All Recipes / Main Courses / RECIPES / SLIDER / July 12, 2016

Thai Baked Sweet Potatoes (Vegan)

Serves 4
  • 4 medium sweet potatoes, halved (1½ pounds)
  • 1 tablespoon olive oil
  • For the chickpeas
  • 1 15-ounce can chickpeas, drained
  • 1 teaspoon garlic powder
  • 1 teaspoon ground cumin
  • ½ teaspoon ground or fresh ginger
  • ½ teaspoon ground coriander
  • 1 tablespoon maple syrup
  • 1 tablespoon soy sauce
  • 1 teaspoon chili garlic sauce
  • ½ tablespoon coconut oil
  • For the ginger tahini sauce
  • 1 teaspoon fresh ginger, grated
  • ¼ cup tahini
  • 1 lime, juiced (2 tablespoons)
  • 1 to 2 tablespoons soy sauce or tamari
  • 2 to 3 tablespoons maple syrup
  • ½ teaspoon chili garlic sauce
  • To garnish
  • 2 green onions
  • ¼ cup cilantro, finely chopped
  • ½ lime, quartered
  • ½ teaspoon chilli garlic sauce
  1. Preheat the oven to 400°F and rub the halved sweet potatoes with the olive oil on all sides. Place on a foil-lined baking sheet and bake for 25 minutes (or more, depending on the size of the potato), or until very tender to the touch. Set aside.

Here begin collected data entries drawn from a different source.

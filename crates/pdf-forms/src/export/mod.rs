//! Export drivers
//!
//! Two backends consume the same composed pages:
//! - `HtmlPreview` for on-screen previews (top-left origin, pixels)
//! - `PdfExporter` for download and print (bottom-left origin, points)

mod html;
mod pdf;
mod xobject;

pub use html::{HtmlPreview, PreviewPage, to_html_document};
pub use pdf::{PdfExporter, encode_win_ansi};
pub use xobject::{PageBox, copy_object_deep, import_page_xobject, media_box, page_sizes};

use crate::compose::{ComposedPage, compose, compose_batch};
use crate::options::RenderOptions;
use crate::record::DataRecord;
use crate::render::RenderMode;
use crate::template::Template;
use crate::types::*;
use lopdf::Document;
use std::path::Path;

/// A backend that turns composed pages into a concrete artifact
pub trait ExportDriver {
    type Output;

    fn export(&self, pages: &[ComposedPage]) -> Result<Self::Output>;
}

/// Parse the template's base document, if it has one
pub fn load_base_document(template: &Template) -> Result<Option<Document>> {
    match template.base_pdf_bytes()? {
        Some(bytes) => Ok(Some(Document::load_mem(&bytes)?)),
        None => Ok(None),
    }
}

/// Check that a template renders: kinds, geometry and base page coverage.
///
/// Composes once against an empty record in print space, so it fails
/// exactly where `render_pdf_bytes` would.
pub fn check_template(template: &Template, options: &RenderOptions) -> Result<()> {
    options.validate()?;
    template.validate()?;

    let base = load_base_document(template)?;
    let base_sizes = base.as_ref().map(page_sizes).transpose()?;

    compose(
        template,
        &DataRecord::default(),
        base_sizes.as_deref(),
        &options.pdf_settings(),
    )?;
    Ok(())
}

/// Render a design preview.
///
/// Uses `record` when given, else the template's first sample record.
/// Fields without a value show their placeholder.
pub fn render_preview(
    template: &Template,
    record: Option<&DataRecord>,
    options: &RenderOptions,
) -> Result<Vec<PreviewPage>> {
    options.validate()?;

    let base = load_base_document(template)?;
    let base_sizes = base.as_ref().map(page_sizes).transpose()?;

    let empty = DataRecord::default();
    let record = record
        .or_else(|| template.sampledata.first())
        .unwrap_or(&empty);

    let pages = compose_batch(
        template,
        std::slice::from_ref(record),
        base_sizes.as_deref(),
        &options.preview_settings(RenderMode::Design),
    )?;

    HtmlPreview::default().export(&pages)
}

/// Render the template once per record into PDF bytes
pub fn render_pdf_bytes(
    template: &Template,
    records: &[DataRecord],
    options: &RenderOptions,
) -> Result<Vec<u8>> {
    options.validate()?;

    let base = load_base_document(template)?;
    let base_sizes = base.as_ref().map(page_sizes).transpose()?;

    let pages = compose_batch(
        template,
        records,
        base_sizes.as_deref(),
        &options.pdf_settings(),
    )?;

    PdfExporter::new(base.as_ref())
        .with_compression(options.compress)
        .export(&pages)
}

/// Render a PDF and write it to `output_path`
pub async fn generate_pdf(
    template: &Template,
    records: &[DataRecord],
    options: &RenderOptions,
    output_path: impl AsRef<Path>,
) -> Result<()> {
    let template = template.clone();
    let records = records.to_vec();
    let options = options.clone();
    let output_path = output_path.as_ref().to_owned();

    // PDF generation is CPU-bound, spawn blocking
    let bytes =
        tokio::task::spawn_blocking(move || render_pdf_bytes(&template, &records, &options))
            .await??;

    tokio::fs::write(&output_path, bytes).await?;

    Ok(())
}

  2. In the meantime, heat a medium skillet over medium heat. In a small bowl, toss chickpeas with the garlic powder, cumin, ginger, coriander, maple syrup, soy sauce, and chilli garlic sauce.
  3. Once the skillet is hot, add the coconut oil. Saute the chickpeas until visibly browned and slightly dried out, about 5 minutes. Set aside.
  4. To prepare the sauce, add all of the ingredients to the same bowl used for the chickpeas. Whisk to combine. Then add 1 to 4 tablespoons hot water to thin until pourable. Taste and adjust the seasonings as desired.
  5. To serve, place the baked sweet potatoes on serving plates. Gently press into the middle of the potatoes to make a well for the chickpeas. Add the chickpeas and top with the sauce and garnishes of choice.
  6. Store leftovers (separately), covered, in the refrigerator for up to 3 days. Reheat in the microwave or a 350°F oven until warmed through, about 20 minutes.